Crunch, twist and tap your way to a flatter stomach with our top 6 ab moves. Tried and tested, these exercises will target your core and reduce belly fat. Fast. Yes, they can be brutal. But we’re big believers of no pain, no gain. Do each exercise for 40 seconds, then 20 seconds rest – complete the circuit three times.
Choose a gym, hit play on the bangers – let’s go.
Russian twists – a killer for the core
Sit on the floor, your knees bent and feet firmly on the ground. Lean back to make your body at a 45-degree angle to the floor. Keep your back straight, people. No slouching!
Pick up your medicine ball. Or not, it’s up to you. Rotate your arms all the way to one side and do the same in the other direction. As you do this repeatedly, keep your feet elevated slightly (that’s the killer bit).
Commando plans: get your arms involved in the workout
Begin in a plank position with your arms straight. Think ironing board. Come down onto your right forearm, followed by your left. Then lift your body by straightening your right arm, followed by your left.
bicycle crunches: no resting on this one
Lie down on your back, your legs outstretched, your hands behind your head. Simultaneously bend your left knee in towards your chest and bring your right elbow forward to meet your knee. Both shoulder blades should rise as you do this and keep your opposite leg straight.
Repeat on the other side. You’ll be tempted to rest your shoulder blades on the floor between each crunch… Don’t give into it.

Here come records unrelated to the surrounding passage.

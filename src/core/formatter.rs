//! Filtering, sorting and display formatting for directory entries in pathsurfer.
//!
//! The [Formatter] struct holds the rules for which entries are shown and in which order.
//! Used to prepare every listing before it reaches the navigation state or a pane.

use crate::core::{DirLister, Entry, ListError};

use unicode_width::UnicodeWidthChar;

use std::path::Path;

/// Formatter struct to handle filtering and sorting of entries based on user preferences.
#[derive(Debug, Clone, Copy)]
pub struct Formatter {
    show_hidden: bool,
}

impl Formatter {
    pub fn new(show_hidden: bool) -> Self {
        Self { show_hidden }
    }

    /// Sorts the given entries in place by name, ascending, in byte order.
    pub fn sort_entries(&self, entries: &mut [Entry]) {
        entries.sort_by(|a, b| a.name().as_bytes().cmp(b.name().as_bytes()));
    }

    /// Filters the given entries in place according to the formatter's settings, then sorts them.
    pub fn filter_entries(&self, entries: &mut Vec<Entry>) {
        if !self.show_hidden {
            entries.retain(|e| !e.is_hidden());
        }
        self.sort_entries(entries);
    }

    /// Lists `path` through `lister` and returns the filtered, sorted entries.
    pub fn list<L: DirLister + ?Sized>(
        &self,
        lister: &L,
        path: &Path,
    ) -> Result<Vec<Entry>, ListError> {
        let mut entries = lister.list(path)?;
        self.filter_entries(&mut entries);
        Ok(entries)
    }
}

/// Cleans `line` for a pane of `pane_width` columns
/// by removing control characters and truncating or padding the string to fit exactly.
/// # Returns
/// A sanitized string that fits exactly within the specified pane width.
pub fn sanitize_to_exact_width(line: &str, pane_width: usize) -> String {
    let mut out = String::with_capacity(pane_width);
    let mut current_w = 0;

    for ch in line.chars() {
        if ch.is_control() {
            continue;
        }

        let w = ch.width().unwrap_or(0);
        if current_w + w > pane_width {
            break;
        }

        out.push(ch);
        current_w += w;
    }

    // If the string is shorter than the pane, fill it with spaces.
    if current_w < pane_width {
        out.push_str(&" ".repeat(pane_width - current_w));
    }

    out
}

Toe taps: this one hurts, just warning ya’ll
Lie on your back and lift your legs up, your toes reaching towards the ceiling. Straighten your arms overhead and use them (and your core) to power you up. Touch your toes, lifting your upper back off the floor, then lay back down.
side planks: love your obliques!
Start on your left-hand side, resting on your left forearm with your entire body straight. Lift up your body by straightening your left arm and extend your right arm towards the ceiling. Repeat on the right-hand side.
leg raises: a flat stomach staple
Lie on your back with your legs outstretched and your arms by your side. Lift up both legs to a 90-degree angle and lower so that they’re almost touching the floor. Repeat lifting them, taking care that your lower back remains flat.
Max out this move by holding a weight overhead. As you raise your legs up, raise your arms and the weight to meet them.